Optimizations
Generic Segmentation Offload (GSO)
net.UDPConn.WriteMsgUDP
sends a single UDP packet. Under the hood, the standard library uses the sendmsg
syscall. In principle, this is all we need to make QUIC work. However, for high-troughput transfers, the cost of these syscalls adds up.
Generic Segmentation Offload (GSO) allows applications to pass a large (up to 64 kB) buffer to the kernel, and have the kernel chop this buffer up into smaller pieces. This comes with a few requirements: all packets are sent to the same receiver address, and all packets except the last one need to have exactly the same size. quic-go handles all this complexity, and is able to optimize the creation of new packets by creating them in GSO-sized batched.
GSO is currently only available on Linux for kernel versions from 4.18. On certain systems, GSO might still fail, which is why quic-go comes with GSO detection logic, and falls back to the non-GSO send path if GSO doesn’t properly work.
There is no config flag to disable GSO support, and it is not expected that users would ever want to disable GSO support. If you run into any GSO-related problem, please open an issue. It is however possible to globally disable GSO by setting the QUIC_GO_DISABLE_GSO
environment variable to true
.
📝 Future Work
UDP Buffer Sizes
Experiments have shown that QUIC transfers on high-bandwidth connections can be limited by the size of the UDP receive and send buffer. The receive buffer holds packets that have been received by the kernel, but not yet read by the application (quic-go in this case). The send buffer holds packets that have been sent by quic-go, but not sent out by the kernel. In both cases, once these buffers fill up, the kernel will drop any new incoming packet.
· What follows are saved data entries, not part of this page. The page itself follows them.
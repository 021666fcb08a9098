//! Normalization engine.
//!
//! Rewrites a parsed tree in place so that markup which only reflects when
//! or where a screen was rendered (timestamps, generated ids, environment
//! app ids, asset build stamps, whitespace, comments) collapses to stable
//! placeholder tokens. Two renders of an unchanged screen normalize to equal
//! trees.
//!
//! ## Entry point
//!
//! ```ignore
//! use screendiff_core::normalize::{normalize, NormalizationContext, Side};
//!
//! let ctx = NormalizationContext::new(Side::Preview, main_app_id, sub_app_id, true);
//! normalize(&mut tree, &ctx);
//! ```
//!
//! ## Guarantees
//!
//! - **Idempotence**: normalizing an already normalized tree changes nothing.
//! - **Erasure**: no comment and no whitespace-only text survives as a child.
//! - **Infallible**: rules skip silently when the attributes they key on are absent.

pub mod context;
mod patterns;
pub mod placeholders;
mod rules;
mod table;

pub use context::{NormalizationContext, Side};

use crate::model::Node;
use patterns::POSTED_AT;
use regex::Captures;
use tracing::debug;

/// Normalize `tree` in place for the environment described by `ctx`.
pub fn normalize(tree: &mut Node, ctx: &NormalizationContext) {
    let removed = visit(tree, ctx);
    debug!(
        side = ctx.side().as_str(),
        removed_nodes = removed,
        "tree normalized"
    );
}

/// Returns the number of nodes removed below `node`.
fn visit(node: &mut Node, ctx: &NormalizationContext) -> usize {
    match node {
        Node::Text(cd) | Node::Comment(cd) => {
            redact_timestamps(&mut cd.data);
            0
        }
        Node::Element(el) => {
            let before: usize = el.children.iter().map(Node::subtree_len).sum();
            el.children
                .retain(|child| !child.is_comment() && !child.is_blank_text());

            if let Some(rule) = rules::rule_for(&el.node_name) {
                rule(el, ctx);
            }

            let kept: usize = el.children.iter().map(Node::subtree_len).sum();
            let removed_here = before - kept;
            removed_here
                + el
                    .children
                    .iter_mut()
                    .map(|child| visit(child, ctx))
                    .sum::<usize>()
        }
    }
}

fn redact_timestamps(data: &mut String) {
    let redacted = POSTED_AT.replace_all(data, |caps: &Captures<'_>| {
        format!("{}{}", &caps[1], placeholders::DATE_AND_TIME)
    });
    if let std::borrow::Cow::Owned(replaced) = redacted {
        *data = replaced;
    }
}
Therefore, quic-go tries to increase the buffer size. The way to do this is OS-specific, and we currently have an implementation for Linux, Windows and macOS. However, an application is only allowed to do increase the buffer size up to a maximum value set in the kernel. Unfortunately, on Linux this value is rather small, too small for high-bandwidth QUIC transfers.
non-BSD
It is recommended to increase the maximum buffer size by running:
sysctl -w net.core.rmem_max=7340032
sysctl -w net.core.wmem_max=7340032
This command would increase the maximum send and the receive buffer size to roughly 7 MB. Note that these settings are not persisted across reboots.
BSD
Taken from: https://medium.com/@CameronSparr/increase-os-udp-buffers-to-improve-performance-51d167bb1360
On BSD/Darwin systems you need to add about a 15% padding to the kernel limit socket buffer. Meaning if you want a 25MB buffer (8388608 bytes) you need to set the kernel limit to 26214400*1.15 = 30146560.
To update the value immediately to 7 MB, type the following commands as root:
sysctl -w kern.ipc.maxsockbuf=8441037
Add the following lines to the /etc/sysctl.conf
file to keep this setting across reboots:
kern.ipc.maxsockbuf=8441037
📝 Open Questions
Path MTU Discovery (DPLPMTUD)
RFC 9000 requires any QUIC path to support MTUs of at least 1200 bytes, but many paths on the internet support larger MTUs, some up to 1500 bytes. On some path, even larger MTUs are possible.
Datagram Packetization Layer Path MTU Discovery (DPLPMTUD) allows a QUIC endpoint to determine the MTU available on a given path, and therefore increase the size of QUIC packets it sends. This is advantageus since there is a per-packet overhead: QUIC packet encryption, QUIC header protection, framing overhead, etc.
DPLPMTUD is enabled by default. If desired, it can be disabled on a per-connection basis using the quic.Config
:
quic.Config{
DisablePathMTUDiscovery: false,
}
DPLPMTUD works by occasionally sending larger “probe packets”. If these packets are received and acknowledged, this confirms that the network path is capable of handling higher MTUs, and allows quic-go to increase the size of packets sent out. In terms of bandwidth consumption, DPLPMTUD is exceedingly cheap: over the lifetime of a connection, less than 10 probe packets are sent.